Child Protection Week has come and gone.  If you failed to notice, you’re not alone. Given other pressing issues like fire-pools, football and financial rewards, it wasn’t highlighted very well. These days government seems to be too busy defending itself to defend our vulnerable children.

In the context of the $10 million alleged FIFA bribe, R240 million Nkandla alterations, another R17 million golden handshake for an official appointed by Jacob Zuma, and our president granting himself an additional R130 000 per annum in salary, perhaps it was too much to ask the nation to focus its attention on what—despite the heroic efforts of many advocacy groups—was frustratingly reduced to yet another ‘issue week’ by Government’s lack of leadership.

But surely someone needs to shine a spotlight on the fact that 11.5 million of our 18.5 million children are living in poverty, more than 5 million children are orphans, approximately 3 000 children are abandoned every year, approximately 150 000 children live in child headed households, approximately 650 000 children are in foster care, we have the world’s highest increase in attacks on children under the age of 7 and last year 21 000 school girls were pregnant (over 700 of whom were in primary school).  These are stats we should not be ignoring.

As a historian, a sociologist and a fervent advocate for the new South Africa, I have spent years championing my country against the naysayers who have prophesied its doom.  I have always been the first to contextualise problems with education, the health care system, economics, housing, and even crime in terms of our colonial past and the devastation of apartheid.  I have been unwavering in my belief that it would all end well.  But now I am not so certain, because disregarding our children in favour of our own agenda is an evil that is indefensible.  No amount of politically motivated grandstanding on Youth Day is going to change that. Nelson Mandela said: “There can be no keener revelation of a society’s soul than the way it treats its children.”  They are words that testify against us—if they are true, we are failing as a nation.
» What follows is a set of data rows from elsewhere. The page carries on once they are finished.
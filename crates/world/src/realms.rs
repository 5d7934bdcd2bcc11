//! Whole-chunk overrides that bypass the standard pipeline.
//!
//! Every generator here writes only unknown voxels of the target chunk.

use crate::chunk::WATER_LEVEL;
use crate::context::GenerationContext;
use crate::grid::ColumnWalk;
use crate::minerals::{seed_minerals, MINERAL_TABLE, DEEP_SLICE_START};
use crate::noise::{is_cave_value, value_noise_3d, NoiseBuffer};
use glam::IVec3;
use tracing::{debug, instrument};
use voxgen_core::seed::{self, salt};
use voxgen_core::{ContentKey, Voxel};

/// Debris density above which vacuum becomes space rock.
pub const DEBRIS_THRESHOLD: f64 = 0.75;
/// Comet coin value a chunk must exceed to carry a comet.
pub const COMET_THRESHOLD: f64 = 0.8;
pub const COMET_MIN_RADIUS: i32 = 3;
pub const COMET_MAX_RADIUS: i32 = 6;
/// One debris voxel in this many carries a mineral tag.
pub const DEBRIS_MINERAL_ONE_IN: u32 = 16;

fn fill_unknown(ctx: &mut GenerationContext<'_>, mut pick: impl FnMut(IVec3) -> Voxel) -> usize {
    let min = ctx.node_min();
    let max = ctx.node_max();
    let ignore = ctx.id(ContentKey::Ignore);
    let mut written = 0;
    for column in ctx.chunk_area().columns() {
        for p in ColumnWalk::down(column, max.y, min.y) {
            if ctx.grid.content(p) == Some(ignore) && ctx.grid.set(p, pick(p)) {
                written += 1;
            }
        }
    }
    written
}

/// Flat realm: grass at the water line, mud under it, stone below, air above.
#[instrument(skip(ctx), fields(pos = %ctx.pos))]
pub fn generate_flat(ctx: &mut GenerationContext<'_>) -> usize {
    let air = ctx.palette.voxel(ContentKey::Air);
    let grass = ctx.palette.voxel(ContentKey::Grass);
    let mud = ctx.palette.voxel(ContentKey::Mud);
    let stone = ctx.palette.voxel(ContentKey::Stone);
    let written = fill_unknown(ctx, |p| match p.y {
        y if y > WATER_LEVEL => air,
        WATER_LEVEL => grass,
        y if y == WATER_LEVEL - 1 => mud,
        _ => stone,
    });
    debug!(written, "flat realm filled");
    written
}

/// Sky band: nothing but air.
#[instrument(skip(ctx), fields(pos = %ctx.pos))]
pub fn generate_sky(ctx: &mut GenerationContext<'_>) -> usize {
    let air = ctx.palette.voxel(ContentKey::Air);
    let written = fill_unknown(ctx, |_| air);
    debug!(written, "sky filled");
    written
}

/// Outcome of a space chunk.
#[derive(Debug, Clone, Copy, Default, PartialEq, Eq)]
pub struct SpaceReport {
    pub debris: usize,
    pub tagged: usize,
    /// Radius of the comet, if one was placed.
    pub comet: Option<i32>,
}

/// Mineral carried by a debris voxel, drawn from the deep table slice.
fn debris_mineral(p: IVec3, mineral_seed: i32) -> u8 {
    let hash = seed::position_hash(p.x, p.y, p.z, mineral_seed);
    if hash % DEBRIS_MINERAL_ONE_IN != 0 {
        return 0;
    }
    let deep = &MINERAL_TABLE[DEEP_SLICE_START..];
    deep[(hash / DEBRIS_MINERAL_ONE_IN) as usize % deep.len()]
        .mineral
        .id()
}

/// Space band: vacuum with rock debris and at most one ice comet at the centre.
#[instrument(skip(ctx), fields(pos = %ctx.pos))]
pub fn generate_space(ctx: &mut GenerationContext<'_>) -> SpaceReport {
    let min = ctx.node_min();
    let max = ctx.node_max();
    let debris_field =
        NoiseBuffer::new(&ctx.channels.debris, min, max, NoiseBuffer::DEFAULT_SPACING);
    let mineral_seed = seed::lattice_seed(seed::channel_seed(ctx.seed, salt::DEBRIS_MINERAL));
    let vacuum = ctx.palette.voxel(ContentKey::Vacuum);
    let rock = ctx.id(ContentKey::SpaceRock);

    let mut report = SpaceReport::default();
    let written = fill_unknown(ctx, |p| {
        if debris_field.get(p) > DEBRIS_THRESHOLD {
            let tag = debris_mineral(p, mineral_seed);
            report.debris += 1;
            if tag != 0 {
                report.tagged += 1;
            }
            Voxel::with_param1(rock, tag)
        } else {
            vacuum
        }
    });

    let centre = ctx.pos.center();
    let comet_seed = seed::lattice_seed(seed::channel_seed(ctx.seed, salt::COMET));
    if value_noise_3d(centre, comet_seed) > COMET_THRESHOLD {
        let hash = seed::position_hash(centre.x, centre.y, centre.z, comet_seed);
        let span = (COMET_MAX_RADIUS - COMET_MIN_RADIUS + 1) as u32;
        let radius = COMET_MIN_RADIUS + (hash % span) as i32;
        let ice = ctx.palette.voxel(ContentKey::Ice);
        let area = ctx.chunk_area();
        let r2 = radius * radius;
        for p in area.positions() {
            let d = p - centre;
            if d.length_squared() <= r2 {
                ctx.grid.set(p, ice);
            }
        }
        report.comet = Some(radius);
    }
    debug!(written, ?report, "space filled");
    report
}

/// Deep abyss: solid stone hollowed by the cave field, deep minerals only.
#[instrument(skip(ctx), fields(pos = %ctx.pos))]
pub fn generate_abyss(ctx: &mut GenerationContext<'_>, caves: bool) -> usize {
    let min = ctx.node_min();
    let max = ctx.node_max();
    let cave_fields = caves.then(|| {
        (
            NoiseBuffer::new(&ctx.channels.cave_a, min, max, NoiseBuffer::DEFAULT_SPACING),
            NoiseBuffer::new(&ctx.channels.cave_b, min, max, NoiseBuffer::DEFAULT_SPACING),
        )
    });
    let air = ctx.palette.voxel(ContentKey::Air);
    let stone = ctx.palette.voxel(ContentKey::Stone);
    let written = fill_unknown(ctx, |p| {
        let cave = cave_fields
            .as_ref()
            .is_some_and(|(a, b)| is_cave_value(a.get(p), b.get(p)));
        if cave {
            air
        } else {
            stone
        }
    });
    let tagged = seed_minerals(ctx, true);
    debug!(written, tagged, "abyss filled");
    written
}
//! Tree templates.
//!
//! Every species is a randomized-height trunk topped by a leaf cloud: a fixed
//! core around the trunk tip plus a few random blobs inside the species'
//! canopy box. Conifers use a stepped cone instead.

use crate::biome::Biome;
use crate::context::GenerationContext;
use glam::IVec3;
use rand::rngs::StdRng;
use rand::Rng;
use std::ops::RangeInclusive;
use voxgen_core::ContentKey;

/// Tree species.
#[derive(Debug, Clone, Copy, PartialEq, Eq, Hash)]
pub enum TreeSpecies {
    Oak,
    Apple,
    Beech,
    Birch,
    Conifer,
    Jungle,
}

/// Trunk and canopy dimensions of a species.
#[derive(Debug, Clone)]
pub struct TreeShape {
    pub trunk_height: RangeInclusive<i32>,
    /// Canopy box relative to the trunk tip.
    pub canopy_min: IVec3,
    pub canopy_max: IVec3,
    /// Random 2x2x2 blobs added to the core.
    pub blobs: u32,
}

impl TreeSpecies {
    pub const ALL: [TreeSpecies; 6] = [
        TreeSpecies::Oak,
        TreeSpecies::Apple,
        TreeSpecies::Beech,
        TreeSpecies::Birch,
        TreeSpecies::Conifer,
        TreeSpecies::Jungle,
    ];

    pub fn trunk(self) -> ContentKey {
        match self {
            TreeSpecies::Oak | TreeSpecies::Apple | TreeSpecies::Beech => ContentKey::Trunk,
            TreeSpecies::Birch => ContentKey::BirchTrunk,
            TreeSpecies::Conifer => ContentKey::ConiferTrunk,
            TreeSpecies::Jungle => ContentKey::JungleTrunk,
        }
    }

    pub fn leaves(self) -> ContentKey {
        match self {
            TreeSpecies::Oak | TreeSpecies::Beech => ContentKey::Leaves,
            TreeSpecies::Apple => ContentKey::AppleLeaves,
            TreeSpecies::Birch => ContentKey::BirchLeaves,
            TreeSpecies::Conifer => ContentKey::ConiferLeaves,
            TreeSpecies::Jungle => ContentKey::JungleLeaves,
        }
    }

    pub fn shape(self) -> TreeShape {
        let (trunk_height, min, max, blobs) = match self {
            TreeSpecies::Oak | TreeSpecies::Apple => (4..=5, (-2, -1, -2), (2, 2, 2), 7),
            TreeSpecies::Beech => (5..=7, (-3, -1, -3), (3, 3, 3), 10),
            TreeSpecies::Birch => (6..=8, (-1, -2, -1), (1, 2, 1), 4),
            TreeSpecies::Conifer => (7..=10, (-2, -5, -2), (2, 1, 2), 0),
            TreeSpecies::Jungle => (8..=12, (-3, -1, -3), (3, 2, 3), 12),
        };
        TreeShape {
            trunk_height,
            canopy_min: IVec3::from(min),
            canopy_max: IVec3::from(max),
            blobs,
        }
    }

    /// Species growing in a biome; `None` where trees do not grow.
    pub fn for_biome(biome: Biome, rng: &mut StdRng) -> Option<Self> {
        let pick = rng.gen_range(0..4);
        Some(match biome {
            Biome::Jungle => TreeSpecies::Jungle,
            Biome::Forest => [
                TreeSpecies::Oak,
                TreeSpecies::Beech,
                TreeSpecies::Birch,
                TreeSpecies::Oak,
            ][pick],
            Biome::Woodlands => [
                TreeSpecies::Conifer,
                TreeSpecies::Oak,
                TreeSpecies::Conifer,
                TreeSpecies::Birch,
            ][pick],
            Biome::Plains | Biome::Lake => [
                TreeSpecies::Oak,
                TreeSpecies::Apple,
                TreeSpecies::Oak,
                TreeSpecies::Apple,
            ][pick],
            _ => return None,
        })
    }
}

/// Grow a tree whose trunk starts at `base`. Returns voxels written.
pub fn grow_tree(
    ctx: &mut GenerationContext<'_>,
    base: IVec3,
    species: TreeSpecies,
    rng: &mut StdRng,
) -> usize {
    let shape = species.shape();
    let height = rng.gen_range(shape.trunk_height.clone());
    let mut written = 0;

    for dy in 0..height {
        if ctx.place_decoration(base + IVec3::new(0, dy, 0), species.trunk(), false) {
            written += 1;
        }
    }
    let tip = base + IVec3::new(0, height - 1, 0);

    let leaves = if species == TreeSpecies::Conifer {
        cone_leaves(&shape, rng)
    } else {
        cloud_leaves(&shape, rng)
    };
    for offset in leaves {
        if ctx.place_decoration(tip + offset, species.leaves(), false) {
            written += 1;
        }
    }
    written
}

/// Core cube around the tip plus random blobs inside the canopy box.
fn cloud_leaves(shape: &TreeShape, rng: &mut StdRng) -> Vec<IVec3> {
    let (min, max) = (shape.canopy_min, shape.canopy_max);
    let extent = max - min + IVec3::ONE;
    let mut cells = vec![false; (extent.x * extent.y * extent.z) as usize];
    let index = |p: IVec3| {
        let d = p - min;
        ((d.z * extent.y + d.y) * extent.x + d.x) as usize
    };

    for z in -1..=1 {
        for y in -1..=1 {
            for x in -1..=1 {
                let p = IVec3::new(x, y, z);
                if p.cmpge(min).all() && p.cmple(max).all() {
                    cells[index(p)] = true;
                }
            }
        }
    }
    for _ in 0..shape.blobs {
        let corner = IVec3::new(
            rng.gen_range(min.x..=max.x - 1),
            rng.gen_range(min.y..=max.y - 1),
            rng.gen_range(min.z..=max.z - 1),
        );
        for z in 0..=1 {
            for y in 0..=1 {
                for x in 0..=1 {
                    cells[index(corner + IVec3::new(x, y, z))] = true;
                }
            }
        }
    }

    let mut out = Vec::new();
    for z in min.z..=max.z {
        for y in min.y..=max.y {
            for x in min.x..=max.x {
                let p = IVec3::new(x, y, z);
                if cells[index(p)] {
                    out.push(p);
                }
            }
        }
    }
    out
}

/// Stepped cone: widest at the bottom of the canopy box, a single spire on top.
fn cone_leaves(shape: &TreeShape, rng: &mut StdRng) -> Vec<IVec3> {
    let (min, max) = (shape.canopy_min, shape.canopy_max);
    let mut out = vec![IVec3::new(0, max.y, 0)];
    for y in min.y..max.y {
        let radius = ((max.y - y) / 2).min(max.x).max(1);
        for z in -radius..=radius {
            for x in -radius..=radius {
                let corner = x.abs() == radius && z.abs() == radius;
                if corner && radius > 1 && rng.gen_bool(0.5) {
                    continue;
                }
                if x == 0 && z == 0 && y <= 0 {
                    continue;
                }
                out.push(IVec3::new(x, y, z));
            }
        }
    }
    out
}

#[cfg(test)]
mod tests {
    use super::*;
    use crate::chunk::ChunkPos;
    use crate::generator::ChunkGenerator;
    use crate::grid::{GenFlags, VoxelGrid};
    use voxgen_core::scoped_rng;

    #[test]
    fn test_species_materials_are_distinct_pairs() {
        for species in TreeSpecies::ALL {
            assert_ne!(species.trunk(), species.leaves());
            let shape = species.shape();
            assert!(shape.trunk_height.start() >= &4);
            assert!(shape.canopy_min.cmple(shape.canopy_max).all());
        }
    }

    #[test]
    fn test_biome_species() {
        let mut rng = scoped_rng(1);
        assert_eq!(TreeSpecies::for_biome(Biome::Jungle, &mut rng), Some(TreeSpecies::Jungle));
        assert_eq!(TreeSpecies::for_biome(Biome::Desert, &mut rng), None);
        assert_eq!(TreeSpecies::for_biome(Biome::Ocean, &mut rng), None);
        for _ in 0..20 {
            let s = TreeSpecies::for_biome(Biome::Woodlands, &mut rng).unwrap();
            assert!(matches!(
                s,
                TreeSpecies::Conifer | TreeSpecies::Oak | TreeSpecies::Birch
            ));
        }
    }

    #[test]
    fn test_cloud_contains_core() {
        let mut rng = scoped_rng(3);
        let leaves = cloud_leaves(&TreeSpecies::Oak.shape(), &mut rng);
        assert!(leaves.contains(&IVec3::ZERO));
        assert!(leaves.contains(&IVec3::new(1, 1, 1)));
        assert!(leaves.iter().all(|p| p.abs().max_element() <= 2));
    }

    #[test]
    fn test_tree_grows_only_into_open_voxels() {
        let generator = ChunkGenerator::with_default_table(8);
        let pos = ChunkPos::new(0, 0, 0);
        let palette = generator.palette().clone();
        let mut grid = VoxelGrid::for_chunk(pos, palette.voxel(ContentKey::Air));
        let blocker = IVec3::new(8, 12, 9);
        grid.set(blocker, palette.voxel(ContentKey::Stone));
        let inside = IVec3::new(8, 11, 8);
        let mut ctx = generator.context(pos, &mut grid);
        ctx.flags.insert(inside, GenFlags::DUNGEON_INSIDE);
        let mut rng = scoped_rng(11);
        let written = grow_tree(&mut ctx, IVec3::new(8, 5, 8), TreeSpecies::Oak, &mut rng);
        drop(ctx);

        assert!(written > 10);
        assert_eq!(grid.content(IVec3::new(8, 5, 8)), Some(palette.id(ContentKey::Trunk)));
        assert_eq!(grid.content(blocker), Some(palette.id(ContentKey::Stone)));
        assert_eq!(grid.content(inside), Some(palette.id(ContentKey::Air)));
    }

    #[test]
    fn test_conifer_is_a_cone() {
        let mut rng = scoped_rng(5);
        let shape = TreeSpecies::Conifer.shape();
        let leaves = cone_leaves(&shape, &mut rng);
        assert!(leaves.contains(&IVec3::new(0, shape.canopy_max.y, 0)));
        let width_at = |y: i32| {
            leaves
                .iter()
                .filter(|p| p.y == y)
                .map(|p| p.x.abs())
                .max()
                .unwrap_or(0)
        };
        assert!(width_at(shape.canopy_min.y) >= width_at(shape.canopy_max.y - 1));
    }
}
A couple of years ago a President Jacob Zuma ally turned adversary, Kenny Kunene, used the famous analogy that ‘the Emperor has no clothes on.’ Like him, opposition politicians, critics, journalists, activists and ordinary citizens have pointed fingers at the Zuma-led administration about skewed priorities that have exposed us all. Now it is our children’s turn to cry out. All we can hope is that as in the Hans Christian Andersen tale, it will be a small child who finally makes our laughing emperor feel some shame.